• Publisher-DOI

Background

Radon and its progenies contribute significantly to the natural background radiation and cause several thousands of lung cancer cases per year worldwide. Moreover, patients with chronic inflammatory joint diseases are treated in radon galleries. Due to the complex nature of radon exposure, the doses associated with radon exposures are difficult to assess. Hence, there is a clear need to directly measure dose depositions from radon exposures to provide reliable risk estimates for radiation protection guidelines.

Objectives

We aimed to assess tissue-specific radiation doses associated with radon activity concentrations, that deposit similar dose levels as the annual natural radon exposure or radon gallery visits.

Methods

We exposed mice to defined radon concentrations, quantified the number of 53BP1 foci as a measure of induced DNA damage, and compared it with the number of foci induced by known doses of reference-type radiations.
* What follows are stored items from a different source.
use std::fs;
use std::io::{self, Read};
use std::path::{Path, PathBuf};

use anyhow::{Context, Result};
use clap::{Parser, Subcommand, ValueEnum};
use clap_complete::Shell;
use log::debug;

use oadoc_core::config::{self, CONFIG_FILE_NAME, OadocConfig, OutputFormat, Theme};
use oadoc_core::parse::{self, Input};
use oadoc_core::transform;
use oadoc_core::{PageContainer, PageRenderer};
use oadoc_render::TemplateRenderer;

/// Input path meaning "read stdin".
const STDIN: &str = "-";

#[derive(Parser)]
#[command(name = "oadoc", about = "OpenAPI documentation builder", version)]
struct Cli {
    #[command(subcommand)]
    command: Commands,
}

#[derive(Subcommand)]
enum Commands {
    /// Transform an OpenAPI document or a single operation into the page IR
    Build {
        /// OpenAPI document or operation (YAML or JSON); `-` reads stdin
        #[arg(short, long)]
        input: Option<PathBuf>,

        /// Write the page IR to this file instead of stdout
        #[arg(short, long)]
        output: Option<PathBuf>,

        /// Page IR format
        #[arg(long)]
        format: Option<FormatArg>,
    },

    /// Render a page IR produced by `oadoc build`
    Render {
        /// Page IR file (JSON or YAML); `-` or no value reads stdin
        #[arg(short, long)]
        input: Option<PathBuf>,

        #[command(flatten)]
        templates: TemplateArgs,

        /// Write the rendered document to this file instead of stdout
        #[arg(short, long)]
        output: Option<PathBuf>,
    },

    /// Build and render in one step
    Generate {
        /// OpenAPI document or operation (YAML or JSON); `-` reads stdin
        #[arg(short, long)]
        input: Option<PathBuf>,

        #[command(flatten)]
        templates: TemplateArgs,

        /// Write the rendered document to this file instead of stdout
        #[arg(short, long)]
        output: Option<PathBuf>,
    },

    /// Initialize a new oadoc configuration
    Init {
        /// Overwrite existing files
        #[arg(long)]
        force: bool,
    },

    /// Generate shell completions
    Completions {
        /// Shell to generate completions for
        shell: Shell,
    },
}

#[derive(clap::Args)]
struct TemplateArgs {
    /// Template directory with `index.j2` and one partial per block type
    #[arg(short, long)]
    templates: Option<PathBuf>,

    /// Built-in theme, used when no template directory is given
    #[arg(long)]
    theme: Option<ThemeArg>,
}

#[derive(Clone, Copy, ValueEnum)]
enum FormatArg {
    Json,
    Yaml,
}

impl From<FormatArg> for OutputFormat {
    fn from(arg: FormatArg) -> Self {
        match arg {
            FormatArg::Json => OutputFormat::Json,
            FormatArg::Yaml => OutputFormat::Yaml,
        }
    }
}

#[derive(Clone, Copy, ValueEnum)]
enum ThemeArg {
    Markdown,
    Html,
}

impl From<ThemeArg> for Theme {
    fn from(arg: ThemeArg) -> Self {
        match arg {
            ThemeArg::Markdown => Theme::Markdown,
            ThemeArg::Html => Theme::Html,
        }
    }
}

fn main() -> Result<()> {
    env_logger::init();

    let cli = Cli::parse();

    match cli.command {
        Commands::Build {
            input,
            output,
            format,
        } => cmd_build(input, output, format),

        Commands::Render {
            input,
            templates,
            output,
        } => cmd_render(input, templates, output),

        Commands::Generate {
            input,
            templates,
            output,
        } => cmd_generate(input, templates, output),

        Commands::Init { force } => cmd_init(force),

        Commands::Completions { shell } => {
            let mut cmd = <Cli as clap::CommandFactory>::command();
            clap_complete::generate(shell, &mut cmd, "oadoc", &mut io::stdout());
            Ok(())
        }
    }
}

/// Try to load the project config file from the current directory.
fn try_load_config() -> Result<Option<OadocConfig>> {
    let config_path = PathBuf::from(CONFIG_FILE_NAME);
    config::load_config(&config_path).map_err(|e| anyhow::anyhow!(e))
}

/// The explicit input, else the configured one, else stdin.
fn resolve_input(arg: Option<PathBuf>, cfg: &OadocConfig) -> Option<PathBuf> {
    arg.or_else(|| cfg.input.as_ref().map(PathBuf::from))
        .filter(|path| path.as_os_str() != STDIN)
}

/// Read a file, or all of stdin when `path` is `None`.
fn read_source(path: Option<&Path>) -> Result<String> {
    match path {
        Some(path) => {
            fs::read_to_string(path).with_context(|| format!("failed to read {}", path.display()))
        }
        None => {
            debug!("reading input from stdin");
            let mut content = String::new();
            io::stdin()
                .read_to_string(&mut content)
                .context("failed to read stdin")?;
            Ok(content)
        }
    }
}

/// `.json` files are parsed as JSON; other files and stdin as YAML, which accepts JSON too.
fn is_json(path: Option<&Path>) -> bool {
    path.and_then(|p| p.extension())
        .and_then(|e| e.to_str())
        .is_some_and(|ext| ext == "json")
}

fn load_input(path: Option<&Path>) -> Result<Input> {
    let content = read_source(path)?;
    let input = if is_json(path) {
        parse::from_json(&content)?
    } else {
        parse::from_yaml(&content)?
    };
    Ok(input)
}

fn build_page(input: Option<PathBuf>, cfg: &OadocConfig) -> Result<PageContainer> {
    let input = resolve_input(input, cfg);
    let parsed = load_input(input.as_deref())?;
    let page = transform::transform_with_options(&parsed, &cfg.transform)?;
    debug!("built {:?} page `{}`", page.page.kind, page.page.slug);
    Ok(page)
}

fn load_page(path: Option<&Path>) -> Result<PageContainer> {
    let content = read_source(path)?;
    let page = if is_json(path) {
        serde_json::from_str(&content).context("invalid page IR")?
    } else {
        serde_yaml_ng::from_str(&content).context("invalid page IR")?
    };
    Ok(page)
}

fn renderer(args: TemplateArgs, cfg: &OadocConfig) -> Result<TemplateRenderer> {
    let templates = args
        .templates
        .or_else(|| cfg.templates.as_ref().map(PathBuf::from));

    let renderer = match templates {
        Some(dir) => TemplateRenderer::from_dir(&dir)
            .with_context(|| format!("failed to load templates from {}", dir.display()))?,
        None => {
            let theme = args.theme.map(Theme::from).unwrap_or(cfg.theme);
            TemplateRenderer::builtin(theme)?
        }
    };
    Ok(renderer)
}

/// Write to `path`, creating parent directories, or print to stdout.
fn write_output(path: Option<&Path>, content: &str) -> Result<()> {
    match path {
        Some(path) => {
            if let Some(parent) = path.parent().filter(|p| !p.as_os_str().is_empty()) {
                fs::create_dir_all(parent)
                    .with_context(|| format!("failed to create directory {}", parent.display()))?;
            }
            fs::write(path, content)
                .with_context(|| format!("failed to write {}", path.display()))?;
            eprintln!("Wrote {}", path.display());
        }
        None => print!("{content}"),
    }
    Ok(())
}

fn cmd_build(
    input: Option<PathBuf>,
    output: Option<PathBuf>,
    format: Option<FormatArg>,
) -> Result<()> {
    let cfg = try_load_config()?.unwrap_or_default();
    let page = build_page(input, &cfg)?;

    let content = match format.map(OutputFormat::from).unwrap_or(cfg.format) {
        OutputFormat::Json => serde_json::to_string_pretty(&page)? + "\n",
        OutputFormat::Yaml => serde_yaml_ng::to_string(&page)?,
    };
    write_output(output.as_deref(), &content)
}

fn cmd_render(
    input: Option<PathBuf>,
    templates: TemplateArgs,
    output: Option<PathBuf>,
) -> Result<()> {
    let cfg = try_load_config()?.unwrap_or_default();
    let input = input.filter(|path| path.as_os_str() != STDIN);
    let page = load_page(input.as_deref())?;

    let rendered = renderer(templates, &cfg)?.render(&page)?;
    let output = output.or_else(|| cfg.output.as_ref().map(PathBuf::from));
    write_output(output.as_deref(), &rendered)
}

fn cmd_generate(
    input: Option<PathBuf>,
    templates: TemplateArgs,
    output: Option<PathBuf>,
) -> Result<()> {
    let cfg = try_load_config()?.unwrap_or_default();
    let page = build_page(input, &cfg)?;

    let rendered = renderer(templates, &cfg)?.render(&page)?;
    let output = output.or_else(|| cfg.output.as_ref().map(PathBuf::from));
    write_output(output.as_deref(), &rendered)
}

fn cmd_init(force: bool) -> Result<()> {
    let config_path = PathBuf::from(CONFIG_FILE_NAME);

    if config_path.exists() && !force {
        anyhow::bail!(
            "{} already exists. Use --force to overwrite.",
            config_path.display()
        );
    }

    fs::write(&config_path, config::default_config_content())?;
    eprintln!("Created {}", config_path.display());
    Ok(())
}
An image-based analysis of the 3-dimensional foci pattern provided information about the radiation type inflicting the DNA damage.

Results

A 1-hour exposure to 440 kBq/m³ radon-induced DNA damage corresponding to a dose of ∼10 mGy in the lung and ∼3.3 mGy in the kidney, heart, and liver. A 1-hour exposure to 44 kBq/m³ provided values consistent with a linear relationship between dose and radon concentration. Two-thirds of the dose in the lung was caused by α-particles. The dose in the kidney, heart, and liver and one-third of the dose in the lung likely resulted from β- and γ-rays.

Discussion

We found that radon exposures mainly lead to α-particle-induced DNA damage in the lung, consistent with the lung cancer risk obtained in epidemiologic studies. Our presented biodosimetric approach can be used to benchmark risk model calculations for radiation protection guidelines and can help to understand the therapeutic success of radon gallery treatments.